Felipe Milanez is PhD candidate and junior researcher at Centro de Estudos Sociais of the University of Coimbra, Portugal. His current research focuses on violence, institutions and cultures in the Amazon. He holds a Master's degree in political science by the Université des Sciences Sociales Toulouse (final work mémoire about the French ecological movement and the association Plus Jamais Ça Ni Ici Ni Aileurs). He has worked as a specialized journalist in the Amazon for 7 years as editor of Brasil Indígena, the official magazine of Brazil's indian agency FUNAI, and as editor of National Geographic Brasil. He has also worked as an independent journalist, listening to the most vulnerable people of the forest and telling their stories, raising the public awareness about the reality of the Amazon and it's destruction.
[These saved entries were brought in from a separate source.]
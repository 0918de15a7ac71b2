//! Image persistence.
//!
//! Evidence and diagnostic artifacts are written atomically (temp file, then
//! rename) so a reader never observes a half-written JPEG.

use anyhow::{anyhow, Context, Result};
use image::{ImageFormat, RgbImage};
use std::fs::{self, File};
use std::io::{Cursor, Write};
use std::path::{Component, Path, PathBuf};

/// Capability for persisting images under a relative path.
///
/// Implementations create missing parent directories.
pub trait EvidenceStore: Send {
    fn persist(&mut self, relative: &Path, image: &RgbImage) -> Result<PathBuf>;
}

/// Evidence store rooted at a local directory.
#[derive(Clone, Debug)]
pub struct FsEvidenceStore {
    root: PathBuf,
}

impl FsEvidenceStore {
    pub fn new(root: impl Into<PathBuf>) -> Result<Self> {
        let root = root.into();
        fs::create_dir_all(&root)
            .with_context(|| format!("create evidence root {}", root.display()))?;
        Ok(Self { root })
    }

    pub fn root(&self) -> &Path {
        &self.root
    }
}

impl EvidenceStore for FsEvidenceStore {
    fn persist(&mut self, relative: &Path, image: &RgbImage) -> Result<PathBuf> {
        if relative
            .components()
            .any(|c| !matches!(c, Component::Normal(_)))
        {
            return Err(anyhow!(
                "evidence path {} must be relative without '..'",
                relative.display()
            ));
        }
        let path = self.root.join(relative);
        write_image_atomic(&path, image)?;
        Ok(path)
    }
}

/// Encode and write an image, format chosen by the path extension.
pub fn write_image_atomic(path: &Path, image: &RgbImage) -> Result<()> {
    let format = ImageFormat::from_path(path)
        .with_context(|| format!("unknown image format for {}", path.display()))?;
    let bytes = encode_image(image, format)?;
    if let Some(parent) = path.parent() {
        fs::create_dir_all(parent).with_context(|| format!("create {}", parent.display()))?;
    }
    write_atomic(path, &bytes).with_context(|| format!("write {}", path.display()))
}

pub fn encode_image(image: &RgbImage, format: ImageFormat) -> Result<Vec<u8>> {
    let mut bytes = Vec::new();
    image
        .write_to(&mut Cursor::new(&mut bytes), format)
        .with_context(|| format!("encode {:?} image", format))?;
    Ok(bytes)
}

/// PNG-encode an image as standard base64, the form HTTP services accept inline.
#[cfg(feature = "http")]
pub fn image_to_base64_png(image: &RgbImage) -> Result<String> {
    use base64::Engine;

    let png = encode_image(image, ImageFormat::Png)?;
    Ok(base64::engine::general_purpose::STANDARD.encode(png))
}

fn write_atomic(path: &Path, data: &[u8]) -> Result<()> {
    let tmp_path = path.with_extension("tmp");
    {
        let mut file = File::create(&tmp_path)?;
        file.write_all(data)?;
        file.sync_all()?;
    }
    fs::rename(tmp_path, path)?;
    Ok(())
}

#[cfg(test)]
mod tests {
    use super::*;
    use image::Rgb;

    #[test]
    fn persist_creates_nested_directories() {
        let dir = tempfile::tempdir().unwrap();
        let mut store = FsEvidenceStore::new(dir.path().join("images")).unwrap();
        let image = RgbImage::from_pixel(8, 8, Rgb([200, 10, 10]));

        let path = store
            .persist(Path::new("Pigeon/20240101-1200/zone-3/tile-3.jpg"), &image)
            .expect("persist");

        assert!(path.is_file());
        assert!(!path.with_extension("tmp").exists());
        let decoded = image::open(&path).expect("decode").to_rgb8();
        assert_eq!(decoded.dimensions(), (8, 8));
    }

    #[test]
    fn persist_rejects_escaping_paths() {
        let dir = tempfile::tempdir().unwrap();
        let mut store = FsEvidenceStore::new(dir.path()).unwrap();
        let image = RgbImage::new(2, 2);
        assert!(store.persist(Path::new("../escape.jpg"), &image).is_err());
        assert!(store.persist(Path::new("/abs.jpg"), &image).is_err());
    }

    #[test]
    fn unknown_extension_is_an_error() {
        let dir = tempfile::tempdir().unwrap();
        let image = RgbImage::new(2, 2);
        assert!(write_image_atomic(&dir.path().join("frame.xyz"), &image).is_err());
    }

    #[cfg(feature = "http")]
    #[test]
    fn base64_png_decodes_to_png_bytes() {
        use base64::Engine;

        let encoded = image_to_base64_png(&RgbImage::new(4, 4)).unwrap();
        let bytes = base64::engine::general_purpose::STANDARD
            .decode(encoded)
            .unwrap();
        assert_eq!(&bytes[1..4], b"PNG");
    }
}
He is author of articles in magazines such as National Geographic Brasil, Courrier International, Etiqueta Negra, Vice Magazine, CartaCapital, RollingStone, Valor Econômico, Gazeta Mercantil, GQ, Indian Country Today, on topics related to violence, genocide and illegal activities that threaten the Amazon rainforest and its traditional populations. He also co-authored the book Mata Atlântica, with the environmental photographer Araquém Alcantara. A second book titled Memórias Sertanistas: Cem Anos de Indigenismo no Brasil will be published next year by Sesc Editora.
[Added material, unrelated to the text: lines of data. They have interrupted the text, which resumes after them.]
//! Tile geometry.
//!
//! A frame of `W x H` pixels is split into a `cols x rows` grid of cells. Each
//! cell is read through one square crop of `tile_size` pixels anchored at the
//! cell's top-left corner. Crops that would run off the frame are shifted back
//! by the excess, so every crop lies inside the frame and keeps its size.
//!
//! `tile_size` is `floor(overlap * max(ceil(W/cols), ceil(H/rows)))`, raised to
//! the trailing cell's extent on either axis and capped at the shorter frame
//! side. Together with the shift this guarantees the crops cover the full frame.

use anyhow::{anyhow, Result};

/// Square crop rectangle in frame pixel coordinates.
#[derive(Clone, Copy, Debug, PartialEq, Eq, Hash)]
pub struct CropRect {
    pub left: u32,
    pub top: u32,
    pub size: u32,
}

impl CropRect {
    /// Inclusive right edge.
    pub fn right(&self) -> u32 {
        self.left + self.size - 1
    }

    /// Inclusive bottom edge.
    pub fn bottom(&self) -> u32 {
        self.top + self.size - 1
    }

    pub fn contains(&self, x: u32, y: u32) -> bool {
        x >= self.left && x <= self.right() && y >= self.top && y <= self.bottom()
    }
}

#[derive(Clone, Debug, PartialEq)]
pub struct TilingGeometry {
    frame_width: u32,
    frame_height: u32,
    cols: u32,
    rows: u32,
    overlap: f64,
    tile_size: u32,
}

impl TilingGeometry {
    pub fn new(frame_width: u32, frame_height: u32, cols: u32, rows: u32, overlap: f64) -> Result<Self> {
        validate_grid(frame_width, frame_height, cols, rows, overlap)?;

        let nominal = ceil_div(frame_width, cols).max(ceil_div(frame_height, rows));
        let scaled = (nominal as f64 * overlap).floor() as u32;
        let trailing = trailing_extent(frame_width, cols).max(trailing_extent(frame_height, rows));
        let limit = frame_width.min(frame_height);
        if trailing > limit {
            return Err(anyhow!(
                "a {}x{} grid cannot cover a {}x{} frame with square tiles",
                cols,
                rows,
                frame_width,
                frame_height
            ));
        }

        Ok(Self {
            frame_width,
            frame_height,
            cols,
            rows,
            overlap,
            tile_size: scaled.max(trailing).min(limit),
        })
    }

    /// Override the computed tile size.
    ///
    /// The override must still cover every cell and fit inside the frame.
    pub fn with_tile_size(mut self, tile_size: u32) -> Result<Self> {
        let minimum = self.minimum_tile_size();
        let maximum = self.frame_width.min(self.frame_height);
        if tile_size < minimum || tile_size > maximum {
            return Err(anyhow!(
                "tile size {} outside [{}, {}] for a {}x{} grid over {}x{}",
                tile_size,
                minimum,
                maximum,
                self.cols,
                self.rows,
                self.frame_width,
                self.frame_height
            ));
        }
        self.tile_size = tile_size;
        Ok(self)
    }

    pub fn frame_width(&self) -> u32 {
        self.frame_width
    }

    pub fn frame_height(&self) -> u32 {
        self.frame_height
    }

    pub fn cols(&self) -> u32 {
        self.cols
    }

    pub fn rows(&self) -> u32 {
        self.rows
    }

    pub fn overlap(&self) -> f64 {
        self.overlap
    }

    pub fn tile_size(&self) -> u32 {
        self.tile_size
    }

    pub fn zone_count(&self) -> u32 {
        self.cols * self.rows
    }

    /// `(row, col)` of a zone id.
    pub fn cell_of(&self, zone_id: u32) -> Result<(u32, u32)> {
        if zone_id >= self.zone_count() {
            return Err(anyhow!(
                "zone {} out of range (grid has {} zones)",
                zone_id,
                self.zone_count()
            ));
        }
        Ok((zone_id / self.cols, zone_id % self.cols))
    }

    pub fn crop_rect(&self, zone_id: u32) -> Result<CropRect> {
        let (row, col) = self.cell_of(zone_id)?;
        let left = shift_inside(col * (self.frame_width / self.cols), self.tile_size, self.frame_width);
        let top = shift_inside(row * (self.frame_height / self.rows), self.tile_size, self.frame_height);
        Ok(CropRect {
            left,
            top,
            size: self.tile_size,
        })
    }

    pub fn crop_rects(&self) -> Vec<CropRect> {
        (0..self.zone_count())
            .filter_map(|zone_id| self.crop_rect(zone_id).ok())
            .collect()
    }

    fn minimum_tile_size(&self) -> u32 {
        ceil_div(self.frame_width, self.cols)
            .max(ceil_div(self.frame_height, self.rows))
            .max(trailing_extent(self.frame_width, self.cols))
            .max(trailing_extent(self.frame_height, self.rows))
    }
}

fn validate_grid(frame_width: u32, frame_height: u32, cols: u32, rows: u32, overlap: f64) -> Result<()> {
    if frame_width == 0 || frame_height == 0 {
        return Err(anyhow!("frame dimensions must be > 0"));
    }
    if cols == 0 || rows == 0 {
        return Err(anyhow!("grid cols and rows must be >= 1 (got {}x{})", cols, rows));
    }
    if cols > frame_width || rows > frame_height {
        return Err(anyhow!(
            "grid {}x{} is finer than the {}x{} frame",
            cols,
            rows,
            frame_width,
            frame_height
        ));
    }
    if !overlap.is_finite() || overlap < 1.0 {
        return Err(anyhow!("overlap factor must be >= 1.0 (got {})", overlap));
    }
    Ok(())
}

fn ceil_div(value: u32, parts: u32) -> u32 {
    value.div_ceil(parts)
}

/// Pixels spanned by the last cell on an axis, which absorbs the division remainder.
fn trailing_extent(extent: u32, parts: u32) -> u32 {
    extent - (parts - 1) * (extent / parts)
}

/// Move a span of `size` starting at `start` back inside `[0, extent)`.
fn shift_inside(start: u32, size: u32, extent: u32) -> u32 {
    let end = start + size - 1;
    if end >= extent {
        start - (end - (extent - 1))
    } else {
        start
    }
}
As a documentary filmmaker, also working in the Amazon, Felipe has produced and directed the following films: Toxic Amazon (with VICE.com); Guarani Struggle; I Know What Awaits Me; Cocoa Production and Amazon Forest Conservation, Sounds Machines of the Amazon: Motherboard (with VICE.com). O Nascimento de Uma Nação (The Birth of a Nation) a new documentary about the Belo Monte dam, will be screened in March. Felipe Milanez was nominated one of Latin America's Forest Hero by the United Nations in 2012, a special award for the International Year of the Forests.